The bell master is responsible for the meditation hall and, in the liturgy, works with the celebrant. The celebrant may specify exactly what is going to happen or may take it as it comes. The bell master fills in the gaps and keeps everything flowing - organises who is to read passages, bells to begin and end periods of chanting or meditation, rising and sitting, and generally keeping order in a gentle and easy manner.

The role of bell master is an excellent training in which the deep truth of Buddhist practice becomes manifest. Here one runs into all one's quirks. One has to sing! Nobody will move until you ring that bell. Keep your eye on the celebrant – what is she doing now?! So what did I get wrong this time? It all looks so effortless when the other person does it. Just how does one remain calm, tranquil and smooth while also being minutely attentive and on one's toes?

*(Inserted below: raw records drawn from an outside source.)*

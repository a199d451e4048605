//! Owned syntax tree converted from a tree-sitter parse.
//!
//! Tree-sitter trees borrow their source and cannot be edited, so the
//! canonicalizer, sanitizer, and feature extractor all work on this owned
//! form instead.

use serde::{Deserialize, Serialize};
use tree_sitter::{Node, Tree};

/// Source location of a node. Rows and columns are 0-based, as tree-sitter reports them.
#[derive(Debug, Clone, Copy, PartialEq, Eq, Serialize, Deserialize)]
pub struct Span {
    pub start_byte: usize,
    pub end_byte: usize,
    pub start_row: u32,
    pub start_column: u32,
    pub end_row: u32,
    pub end_column: u32,
}

impl Span {
    pub fn from_ts_node(node: &Node) -> Self {
        let start = node.start_position();
        let end = node.end_position();
        Self {
            start_byte: node.start_byte(),
            end_byte: node.end_byte(),
            start_row: start.row as u32,
            start_column: start.column as u32,
            end_row: end.row as u32,
            end_column: end.column as u32,
        }
    }

    /// 1-based line of the node's first byte.
    pub fn line(&self) -> u32 {
        self.start_row + 1
    }
}

/// One node of an owned syntax tree.
#[derive(Debug, Clone, PartialEq, Serialize, Deserialize)]
pub struct AstNode {
    /// Grammar node-type tag (`call`, `identifier`, `(`).
    pub kind: String,
    /// `false` for anonymous tokens such as punctuation and keywords.
    pub named: bool,
    /// Role of this node inside its parent (`name`, `attribute`, ...).
    pub field: Option<String>,
    /// Source text, kept for leaves only.
    pub text: Option<String>,
    pub children: Vec<AstNode>,
    pub position: Option<Span>,
}

impl AstNode {
    pub fn new(kind: impl Into<String>, named: bool) -> Self {
        Self {
            kind: kind.into(),
            named,
            field: None,
            text: None,
            children: Vec::new(),
            position: None,
        }
    }

    fn from_ts_node(node: Node, field: Option<&str>, source: &[u8]) -> Self {
        let text = if node.child_count() == 0 {
            node.utf8_text(source).ok().map(str::to_owned)
        } else {
            None
        };
        Self {
            kind: node.kind().to_string(),
            named: node.is_named(),
            field: field.map(str::to_owned),
            text,
            children: Vec::with_capacity(node.child_count()),
            position: Some(Span::from_ts_node(&node)),
        }
    }

    /// Convert a tree-sitter tree into an owned tree.
    ///
    /// Iterative, so adversarially deep inputs cannot overflow the stack.
    pub fn from_tree(tree: &Tree, source: &str) -> Self {
        let bytes = source.as_bytes();
        let mut cursor = tree.walk();
        let mut ancestors: Vec<AstNode> = Vec::new();
        let mut current = Self::from_ts_node(cursor.node(), None, bytes);

        loop {
            if cursor.goto_first_child() {
                let child = Self::from_ts_node(cursor.node(), cursor.field_name(), bytes);
                ancestors.push(std::mem::replace(&mut current, child));
                continue;
            }
            loop {
                let Some(mut parent) = ancestors.pop() else {
                    return current;
                };
                parent.children.push(current);
                if cursor.goto_next_sibling() {
                    ancestors.push(parent);
                    current = Self::from_ts_node(cursor.node(), cursor.field_name(), bytes);
                    break;
                }
                cursor.goto_parent();
                current = parent;
            }
        }
    }

    /// Comment nodes across grammars: `comment`, `line_comment`, `block_comment`, ...
    pub fn is_comment(&self) -> bool {
        self.kind == "comment" || self.kind.ends_with("_comment")
    }

    pub fn is_leaf(&self) -> bool {
        self.children.is_empty()
    }

    /// First child playing the given field role.
    pub fn child_by_field(&self, field: &str) -> Option<&AstNode> {
        self.children
            .iter()
            .find(|c| c.field.as_deref() == Some(field))
    }

    /// Concatenated leaf text of this subtree, without separators.
    pub fn leaf_text(&self) -> String {
        self.preorder()
            .filter_map(|n| n.text.as_deref())
            .collect()
    }

    /// Pre-order iterator over this subtree.
    pub fn preorder(&self) -> Preorder<'_> {
        Preorder { stack: vec![self] }
    }

    /// Total number of nodes in this subtree.
    pub fn node_count(&self) -> usize {
        self.preorder().count()
    }
}

impl Drop for AstNode {
    // Flatten before dropping; the derived recursive drop would follow the
    // tree depth on the call stack.
    fn drop(&mut self) {
        let mut pending = std::mem::take(&mut self.children);
        while let Some(mut node) = pending.pop() {
            pending.append(&mut node.children);
        }
    }
}

pub struct Preorder<'a> {
    stack: Vec<&'a AstNode>,
}

impl<'a> Iterator for Preorder<'a> {
    type Item = &'a AstNode;

    fn next(&mut self) -> Option<Self::Item> {
        let node = self.stack.pop()?;
        self.stack.extend(node.children.iter().rev());
        Some(node)
    }
}

#[cfg(test)]
mod tests {
    use super::*;

    fn leaf(kind: &str, text: &str) -> AstNode {
        let mut n = AstNode::new(kind, true);
        n.text = Some(text.to_string());
        n
    }

    #[test]
    fn preorder_visits_parent_before_children_left_to_right() {
        let mut root = AstNode::new("module", true);
        let mut call = AstNode::new("call", true);
        call.children.push(leaf("identifier", "f"));
        call.children.push(leaf("argument_list", "()"));
        root.children.push(call);
        root.children.push(leaf("comment", "# x"));

        let kinds: Vec<&str> = root.preorder().map(|n| n.kind.as_str()).collect();
        assert_eq!(kinds, ["module", "call", "identifier", "argument_list", "comment"]);
        assert_eq!(root.node_count(), 5);
        assert_eq!(root.leaf_text(), "f()# x");
    }

    #[test]
    fn deep_tree_drops_without_overflow() {
        let mut root = AstNode::new("expr", true);
        for _ in 0..200_000 {
            let mut parent = AstNode::new("expr", true);
            parent.children.push(root);
            root = parent;
        }
        drop(root);
    }

    #[test]
    fn span_line_is_one_based() {
        let span = Span {
            start_byte: 0,
            end_byte: 1,
            start_row: 0,
            start_column: 0,
            end_row: 0,
            end_column: 1,
        };
        assert_eq!(span.line(), 1);
    }
}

One's foundation is compassion, yet one must be crisp and decisive. Everyone depends upon you, yet you must harmonise with the celebrant and the needs of the situation. You have to learn the fixed form of the liturgy, yet change or adapt, without prior notice, if the celebrant takes a new direction. This all means that one must take responsibility without losing sensitivity, quickly recover from sometimes making a fool of oneself, and try to make life easier for everybody else in the room.

It also means getting ahead of the game. Is the room set up right? Is it clean? Tidy? With chairs and cushions in the right places? What are we going to need for the next ceremony? Are the things going to be in the right place at the right time? Do we need a rehearsal? Sometimes we just have to wing it. Did you notice that last time we missed a whole section out and nobody noticed?

It is actually quite rare that a ceremony goes all the way through absolutely faultlessly. We are all human and glitches happen. Sometimes the mind, hands and bell seem to be in three different stories. Sometimes it all comes together. Ideally, the job is done, the Dharma is manifest and the person disappears. Let the robe do it, we say. When in doubt bow – oh, and ring the bell. Namo Amida Bu.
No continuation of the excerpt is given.